IGLP Events Calendar
Virtual Book Launch — Emancipating International Law: Confronting the Violence of Racialized Boundaries

What role can international law play in confronting the racialised effects of rising fascism?
Join the Institute for Global Law and Policy for the Virtual Launch of Emancipating International Law: Confronting the Violence of Racialized Boundaries (OUP 2026), edited by Mohsen al Attar and Claire Smith.
Tuesday, 28 April | 9:00 AM EST / 2:00 PM GMT | Zoom
Registration: https://harvard.zoom.us/meeting/register/rNtBWuOuRGGEYfpzPG2dCA#/registration
The global resurgence of fascist narratives has been propelled by the persistence of racist ideologies and practices. Paralleling historic moments of crisis, power today is being consolidated through racialised violence and subordination. This has manifested through the mainstreaming of racist discourse; the dispensability of non-white life in war and genocide; hostile policies towards migrants and refugees; and the suppression of racial justice initiatives across civil society and academic spaces. The fault-lines in international law, including the racial dynamics embedded in its doctrines, have become increasingly apparent, raising questions about the framework’s silence and complicity in the face of evolving racial injustice(s).

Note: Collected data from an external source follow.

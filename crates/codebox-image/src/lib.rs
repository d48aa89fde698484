//! Image provisioning for code-runner containers.
//!
//! A recipe is lowered into a [`Plan`] of [`Step`]s which the [`Pipeline`]
//! applies, in order, to an in-memory [`Snapshot`] of the image. The finished
//! snapshot can be checked with [`simulate_start`] and the same recipe rendered
//! as a Dockerfile with [`render_dockerfile`].

pub mod base;
pub mod container;
pub mod dockerfile;
pub mod error;
pub mod extract;
pub mod fetch;
pub mod packages;
pub mod pipeline;
pub mod plan;
pub mod snapshot;
pub mod step;
pub mod users;

pub use base::ensure_supported as ensure_supported_base;
pub use container::{simulate_start, StartupReport};
pub use dockerfile::render as render_dockerfile;
pub use error::{ErrorKind, ProvisionError};
#[cfg(feature = "http")]
pub use fetch::HttpFetcher;
pub use fetch::{FileFetcher, Fetcher, MemoryFetcher};
pub use packages::{AptCatalog, PackageCatalog};
pub use pipeline::{BuildFailure, BuildOutcome, Pipeline, StepRecord};
pub use plan::Plan;
pub use snapshot::Snapshot;
pub use step::Step;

Is there a role for international law in confronting the racialised effects of fascism? How have international legal scholars responded? To answer these questions, we invite you to the Virtual Launch of Emancipating International Law: Confronting the Violence of Racialised Boundaries (OUP, 2026), a collection of chapters that explores the dynamic relationship between race, racism, and international law. Contributors speak to the racialised features that permeate the international law project, and structures central to international law, with a view to interrogating both its potential and its limitations in addressing today’s — and tomorrow’s — challenges.
Speakers and Facilitator
- Mohsen al Attar is a Reader in International Law and Associate Dean for Learning and Teaching at Xi’an Jiaotong-Liverpool University. His research explores power dynamics in international law and the emergence of alternative universals.
- Dylan Asafo is a Senior Lecturer of Law at the University of Auckland. His research focuses on race and the law, climate justice in the Pacific, constitutional and human rights law, and criminal justice and abolition.
- Christopher Gevers is an Associate Professor and Director of the Centre for Applied Legal Studies at the University of the Witwatersrand. His research interests include Pan-Africanism, Decolonisation, Critical Race Theory, and Third World Approaches to International Law.
- Suraj Girijashanker is a Residential Fellow at the Institute for Global Law and Policy at Harvard Law School. His research examines the nexus between race, empire, and law, particularly in relation to migration.
- Darryl Li is an Associate Professor of Anthropology and Associate Member of the Law School at the University of Chicago. His work thinks about questions of war, law, migration, empire, and racialisation across the Middle East, South Asia, and the Balkans.
- S. Priya Morley is Director of the Racial Justice Initiative at the Bernstein Institute for Human Rights and a Project Advisor at the Global Justice Clinic, NYU School of Law. She leads academic, advocacy, and policy initiatives at the intersection of racial justice and critical approaches to international human rights, with a particular focus on migration, climate justice, and reparations.